▶ [BRIEF]:
Report every line in the listing that contains the string "PeelReport".

BEGIN INPUT

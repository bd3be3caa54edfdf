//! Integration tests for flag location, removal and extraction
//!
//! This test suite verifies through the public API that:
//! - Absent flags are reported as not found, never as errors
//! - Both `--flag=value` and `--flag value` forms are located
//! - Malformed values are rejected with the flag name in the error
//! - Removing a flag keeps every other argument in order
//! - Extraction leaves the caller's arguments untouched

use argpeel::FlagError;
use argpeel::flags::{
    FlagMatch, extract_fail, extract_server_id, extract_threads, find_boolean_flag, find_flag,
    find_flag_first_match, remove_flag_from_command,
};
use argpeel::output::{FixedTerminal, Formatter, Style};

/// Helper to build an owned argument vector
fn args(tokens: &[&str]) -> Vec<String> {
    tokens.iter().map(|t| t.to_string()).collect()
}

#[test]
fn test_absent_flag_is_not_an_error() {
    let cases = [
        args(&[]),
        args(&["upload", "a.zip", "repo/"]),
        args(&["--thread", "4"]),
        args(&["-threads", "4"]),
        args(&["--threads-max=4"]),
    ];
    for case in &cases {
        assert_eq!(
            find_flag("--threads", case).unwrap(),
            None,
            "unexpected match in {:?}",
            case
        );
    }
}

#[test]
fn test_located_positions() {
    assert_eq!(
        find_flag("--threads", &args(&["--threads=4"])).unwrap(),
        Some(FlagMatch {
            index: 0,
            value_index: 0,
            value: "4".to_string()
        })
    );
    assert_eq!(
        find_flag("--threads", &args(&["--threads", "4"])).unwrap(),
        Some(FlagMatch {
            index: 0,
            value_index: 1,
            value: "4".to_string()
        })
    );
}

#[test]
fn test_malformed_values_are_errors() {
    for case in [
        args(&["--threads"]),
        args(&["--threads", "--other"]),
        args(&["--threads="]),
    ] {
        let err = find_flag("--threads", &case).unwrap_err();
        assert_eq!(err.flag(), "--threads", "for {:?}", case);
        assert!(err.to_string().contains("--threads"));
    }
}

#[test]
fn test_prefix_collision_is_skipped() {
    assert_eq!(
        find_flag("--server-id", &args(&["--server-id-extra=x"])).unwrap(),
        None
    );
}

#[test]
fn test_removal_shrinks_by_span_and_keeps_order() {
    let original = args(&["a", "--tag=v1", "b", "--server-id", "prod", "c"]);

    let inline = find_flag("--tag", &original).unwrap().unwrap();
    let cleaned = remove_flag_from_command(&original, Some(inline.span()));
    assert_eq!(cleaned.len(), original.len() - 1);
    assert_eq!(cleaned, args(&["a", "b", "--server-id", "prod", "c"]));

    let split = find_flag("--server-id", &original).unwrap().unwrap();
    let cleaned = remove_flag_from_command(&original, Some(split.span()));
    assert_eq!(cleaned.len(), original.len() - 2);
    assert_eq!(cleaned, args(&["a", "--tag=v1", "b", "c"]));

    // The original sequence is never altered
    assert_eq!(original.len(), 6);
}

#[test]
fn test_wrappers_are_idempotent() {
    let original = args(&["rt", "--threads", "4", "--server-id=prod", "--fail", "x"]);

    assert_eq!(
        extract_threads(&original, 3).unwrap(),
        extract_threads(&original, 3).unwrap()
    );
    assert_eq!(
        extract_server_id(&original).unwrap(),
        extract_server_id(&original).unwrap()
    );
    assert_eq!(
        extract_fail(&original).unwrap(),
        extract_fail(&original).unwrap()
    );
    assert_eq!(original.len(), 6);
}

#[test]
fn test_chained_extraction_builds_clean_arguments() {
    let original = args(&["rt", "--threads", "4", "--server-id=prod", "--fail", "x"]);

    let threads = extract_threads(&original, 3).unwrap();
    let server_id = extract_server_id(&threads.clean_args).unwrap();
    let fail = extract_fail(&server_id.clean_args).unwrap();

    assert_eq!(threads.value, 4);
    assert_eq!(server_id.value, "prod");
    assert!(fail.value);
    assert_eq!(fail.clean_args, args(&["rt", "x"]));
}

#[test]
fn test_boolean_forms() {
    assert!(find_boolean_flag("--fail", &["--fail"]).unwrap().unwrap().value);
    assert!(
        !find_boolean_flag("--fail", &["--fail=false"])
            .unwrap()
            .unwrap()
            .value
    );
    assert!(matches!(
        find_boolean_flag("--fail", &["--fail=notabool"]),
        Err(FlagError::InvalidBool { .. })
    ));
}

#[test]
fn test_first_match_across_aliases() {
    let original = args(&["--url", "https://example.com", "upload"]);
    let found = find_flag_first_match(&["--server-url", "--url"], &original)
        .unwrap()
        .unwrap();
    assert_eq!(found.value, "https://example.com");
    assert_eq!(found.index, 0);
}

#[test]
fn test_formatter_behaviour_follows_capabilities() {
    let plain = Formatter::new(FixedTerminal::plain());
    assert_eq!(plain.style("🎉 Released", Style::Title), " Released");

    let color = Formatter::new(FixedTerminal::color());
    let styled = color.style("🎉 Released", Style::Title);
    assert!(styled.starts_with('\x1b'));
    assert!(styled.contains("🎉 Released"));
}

END INPUT
BEGIN INPUT

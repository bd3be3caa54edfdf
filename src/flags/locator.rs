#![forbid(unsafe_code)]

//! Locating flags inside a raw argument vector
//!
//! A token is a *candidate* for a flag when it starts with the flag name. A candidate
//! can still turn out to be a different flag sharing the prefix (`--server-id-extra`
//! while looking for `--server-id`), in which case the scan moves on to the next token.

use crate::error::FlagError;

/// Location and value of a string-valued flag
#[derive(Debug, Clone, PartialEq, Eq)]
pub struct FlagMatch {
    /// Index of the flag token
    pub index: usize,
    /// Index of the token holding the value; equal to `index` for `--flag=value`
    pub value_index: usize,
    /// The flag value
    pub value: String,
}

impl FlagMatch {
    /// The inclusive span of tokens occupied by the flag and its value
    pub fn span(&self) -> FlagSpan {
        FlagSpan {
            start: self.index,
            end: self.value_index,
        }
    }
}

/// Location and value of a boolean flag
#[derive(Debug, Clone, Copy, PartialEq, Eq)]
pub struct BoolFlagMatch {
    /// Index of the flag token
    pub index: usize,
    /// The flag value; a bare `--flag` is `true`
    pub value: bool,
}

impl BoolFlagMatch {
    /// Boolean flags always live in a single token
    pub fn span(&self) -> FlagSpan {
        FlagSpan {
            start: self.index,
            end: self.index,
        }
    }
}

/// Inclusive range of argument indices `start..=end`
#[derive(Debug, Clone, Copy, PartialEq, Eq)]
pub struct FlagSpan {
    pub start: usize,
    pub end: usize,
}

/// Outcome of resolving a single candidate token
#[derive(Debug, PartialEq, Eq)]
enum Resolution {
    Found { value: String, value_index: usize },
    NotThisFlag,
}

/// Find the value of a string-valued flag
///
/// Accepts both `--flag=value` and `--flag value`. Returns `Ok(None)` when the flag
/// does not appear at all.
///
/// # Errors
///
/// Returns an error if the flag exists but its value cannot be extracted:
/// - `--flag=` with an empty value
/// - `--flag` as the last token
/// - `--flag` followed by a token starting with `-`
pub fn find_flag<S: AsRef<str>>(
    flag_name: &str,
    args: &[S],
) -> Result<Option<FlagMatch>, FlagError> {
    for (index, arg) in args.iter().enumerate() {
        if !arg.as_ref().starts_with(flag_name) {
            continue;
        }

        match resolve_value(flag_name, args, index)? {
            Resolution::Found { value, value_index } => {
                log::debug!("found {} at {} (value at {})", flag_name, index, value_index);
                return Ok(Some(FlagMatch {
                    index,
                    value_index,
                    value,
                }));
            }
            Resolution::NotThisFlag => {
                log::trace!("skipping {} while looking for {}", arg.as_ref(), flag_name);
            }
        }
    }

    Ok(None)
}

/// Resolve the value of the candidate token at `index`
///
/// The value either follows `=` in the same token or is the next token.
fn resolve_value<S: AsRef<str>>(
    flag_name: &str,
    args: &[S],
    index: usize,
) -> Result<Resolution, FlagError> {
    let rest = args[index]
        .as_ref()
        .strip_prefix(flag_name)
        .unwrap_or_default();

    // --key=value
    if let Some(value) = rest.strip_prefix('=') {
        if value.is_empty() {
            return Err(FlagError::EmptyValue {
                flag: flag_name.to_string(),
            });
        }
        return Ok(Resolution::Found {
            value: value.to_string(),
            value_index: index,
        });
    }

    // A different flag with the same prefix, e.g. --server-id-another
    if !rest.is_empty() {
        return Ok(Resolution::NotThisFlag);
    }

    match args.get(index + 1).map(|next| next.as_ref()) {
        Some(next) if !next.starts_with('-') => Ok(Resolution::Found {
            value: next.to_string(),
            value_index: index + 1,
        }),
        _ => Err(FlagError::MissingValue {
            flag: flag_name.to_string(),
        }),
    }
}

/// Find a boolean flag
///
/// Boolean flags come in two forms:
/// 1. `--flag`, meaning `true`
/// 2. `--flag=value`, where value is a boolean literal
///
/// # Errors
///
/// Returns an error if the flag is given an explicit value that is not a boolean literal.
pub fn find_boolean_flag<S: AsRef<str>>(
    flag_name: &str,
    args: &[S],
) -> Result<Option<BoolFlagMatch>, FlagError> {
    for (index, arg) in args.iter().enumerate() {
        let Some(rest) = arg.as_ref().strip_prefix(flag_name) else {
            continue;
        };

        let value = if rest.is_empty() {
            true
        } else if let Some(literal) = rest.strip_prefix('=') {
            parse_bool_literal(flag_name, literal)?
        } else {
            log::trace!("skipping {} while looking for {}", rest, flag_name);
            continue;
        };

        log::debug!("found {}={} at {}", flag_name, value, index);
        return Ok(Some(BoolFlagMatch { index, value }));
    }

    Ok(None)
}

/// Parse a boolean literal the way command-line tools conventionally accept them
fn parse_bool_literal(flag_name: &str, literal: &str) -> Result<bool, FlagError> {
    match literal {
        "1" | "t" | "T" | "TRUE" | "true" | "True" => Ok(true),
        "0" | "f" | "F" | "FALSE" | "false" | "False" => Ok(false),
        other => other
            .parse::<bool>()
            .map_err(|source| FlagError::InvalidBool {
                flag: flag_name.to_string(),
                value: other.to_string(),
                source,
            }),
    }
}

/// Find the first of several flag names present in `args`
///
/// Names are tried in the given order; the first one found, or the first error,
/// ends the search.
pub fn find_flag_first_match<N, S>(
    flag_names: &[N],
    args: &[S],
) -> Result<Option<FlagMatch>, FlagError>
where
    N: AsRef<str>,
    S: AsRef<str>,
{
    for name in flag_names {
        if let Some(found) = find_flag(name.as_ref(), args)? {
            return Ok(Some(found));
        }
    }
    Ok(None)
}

END INPUT
BEGIN INPUT

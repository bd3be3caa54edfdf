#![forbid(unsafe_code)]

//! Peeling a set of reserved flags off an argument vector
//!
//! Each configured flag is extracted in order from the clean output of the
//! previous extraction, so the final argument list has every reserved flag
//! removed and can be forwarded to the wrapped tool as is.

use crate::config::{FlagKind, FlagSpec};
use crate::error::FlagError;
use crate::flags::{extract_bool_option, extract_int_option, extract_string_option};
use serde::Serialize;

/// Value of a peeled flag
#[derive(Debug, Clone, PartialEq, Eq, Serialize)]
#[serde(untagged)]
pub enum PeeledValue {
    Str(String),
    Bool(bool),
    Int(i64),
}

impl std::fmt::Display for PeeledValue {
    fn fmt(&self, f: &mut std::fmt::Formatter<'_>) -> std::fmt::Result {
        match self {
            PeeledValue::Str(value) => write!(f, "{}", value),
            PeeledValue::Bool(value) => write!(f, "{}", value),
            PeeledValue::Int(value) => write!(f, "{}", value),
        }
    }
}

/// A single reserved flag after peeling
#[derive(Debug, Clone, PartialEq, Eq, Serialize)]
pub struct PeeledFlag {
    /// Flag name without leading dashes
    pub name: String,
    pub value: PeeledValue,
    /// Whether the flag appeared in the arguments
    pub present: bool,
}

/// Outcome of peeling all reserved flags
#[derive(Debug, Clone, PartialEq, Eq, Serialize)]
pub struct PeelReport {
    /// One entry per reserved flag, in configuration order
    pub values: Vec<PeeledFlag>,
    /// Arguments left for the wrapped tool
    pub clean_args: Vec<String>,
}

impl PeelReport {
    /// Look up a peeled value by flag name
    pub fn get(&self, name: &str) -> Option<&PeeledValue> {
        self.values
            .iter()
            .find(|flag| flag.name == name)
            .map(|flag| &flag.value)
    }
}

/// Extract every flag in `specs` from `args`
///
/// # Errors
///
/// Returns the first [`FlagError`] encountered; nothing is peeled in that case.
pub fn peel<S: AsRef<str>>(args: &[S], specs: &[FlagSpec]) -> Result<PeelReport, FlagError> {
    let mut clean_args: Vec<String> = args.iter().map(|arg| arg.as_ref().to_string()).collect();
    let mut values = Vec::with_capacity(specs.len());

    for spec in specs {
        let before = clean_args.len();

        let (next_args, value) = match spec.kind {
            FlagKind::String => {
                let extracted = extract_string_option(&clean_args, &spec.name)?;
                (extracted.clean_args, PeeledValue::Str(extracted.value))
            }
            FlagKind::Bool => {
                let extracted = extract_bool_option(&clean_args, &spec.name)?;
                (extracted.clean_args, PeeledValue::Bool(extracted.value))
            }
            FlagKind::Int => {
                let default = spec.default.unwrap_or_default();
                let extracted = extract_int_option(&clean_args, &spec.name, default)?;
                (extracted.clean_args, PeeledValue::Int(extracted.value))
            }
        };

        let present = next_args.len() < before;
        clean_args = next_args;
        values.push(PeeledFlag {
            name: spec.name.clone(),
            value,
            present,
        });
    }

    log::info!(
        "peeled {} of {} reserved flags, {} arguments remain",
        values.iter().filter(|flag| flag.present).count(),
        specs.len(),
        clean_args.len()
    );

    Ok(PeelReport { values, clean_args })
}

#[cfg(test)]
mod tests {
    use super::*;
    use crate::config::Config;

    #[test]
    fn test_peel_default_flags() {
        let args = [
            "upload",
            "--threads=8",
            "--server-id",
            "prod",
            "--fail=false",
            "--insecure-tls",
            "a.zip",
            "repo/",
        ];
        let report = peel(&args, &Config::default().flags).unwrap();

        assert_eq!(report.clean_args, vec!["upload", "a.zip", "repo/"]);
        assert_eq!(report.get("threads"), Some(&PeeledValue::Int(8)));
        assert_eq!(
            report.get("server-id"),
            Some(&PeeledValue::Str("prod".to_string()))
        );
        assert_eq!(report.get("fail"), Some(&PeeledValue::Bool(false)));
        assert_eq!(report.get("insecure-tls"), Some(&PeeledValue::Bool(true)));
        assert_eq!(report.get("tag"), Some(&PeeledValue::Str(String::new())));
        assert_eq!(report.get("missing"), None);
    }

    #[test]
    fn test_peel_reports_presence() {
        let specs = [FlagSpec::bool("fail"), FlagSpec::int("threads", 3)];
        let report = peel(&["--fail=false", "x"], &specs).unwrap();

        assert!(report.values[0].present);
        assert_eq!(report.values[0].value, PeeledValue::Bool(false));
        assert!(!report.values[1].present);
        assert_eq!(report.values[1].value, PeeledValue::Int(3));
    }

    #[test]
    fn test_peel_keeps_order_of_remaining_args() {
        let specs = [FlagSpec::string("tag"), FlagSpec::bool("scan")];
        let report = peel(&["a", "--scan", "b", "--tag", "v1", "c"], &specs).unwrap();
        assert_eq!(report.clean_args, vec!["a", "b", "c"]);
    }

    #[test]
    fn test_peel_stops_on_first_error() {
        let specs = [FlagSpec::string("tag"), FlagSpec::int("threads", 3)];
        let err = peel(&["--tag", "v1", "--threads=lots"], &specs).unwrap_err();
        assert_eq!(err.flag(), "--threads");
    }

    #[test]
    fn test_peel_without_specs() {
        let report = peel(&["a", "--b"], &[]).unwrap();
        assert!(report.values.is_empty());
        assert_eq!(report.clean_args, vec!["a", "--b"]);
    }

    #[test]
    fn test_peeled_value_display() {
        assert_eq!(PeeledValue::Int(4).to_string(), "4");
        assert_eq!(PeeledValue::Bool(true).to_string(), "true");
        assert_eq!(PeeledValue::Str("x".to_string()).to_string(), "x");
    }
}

END INPUT

▶ [WORKED SOLUTION]:
pub struct PeelReport {
impl PeelReport {
pub fn peel<S: AsRef<str>>(args: &[S], specs: &[FlagSpec]) -> Result<PeelReport, FlagError> {
    Ok(PeelReport { values, clean_args })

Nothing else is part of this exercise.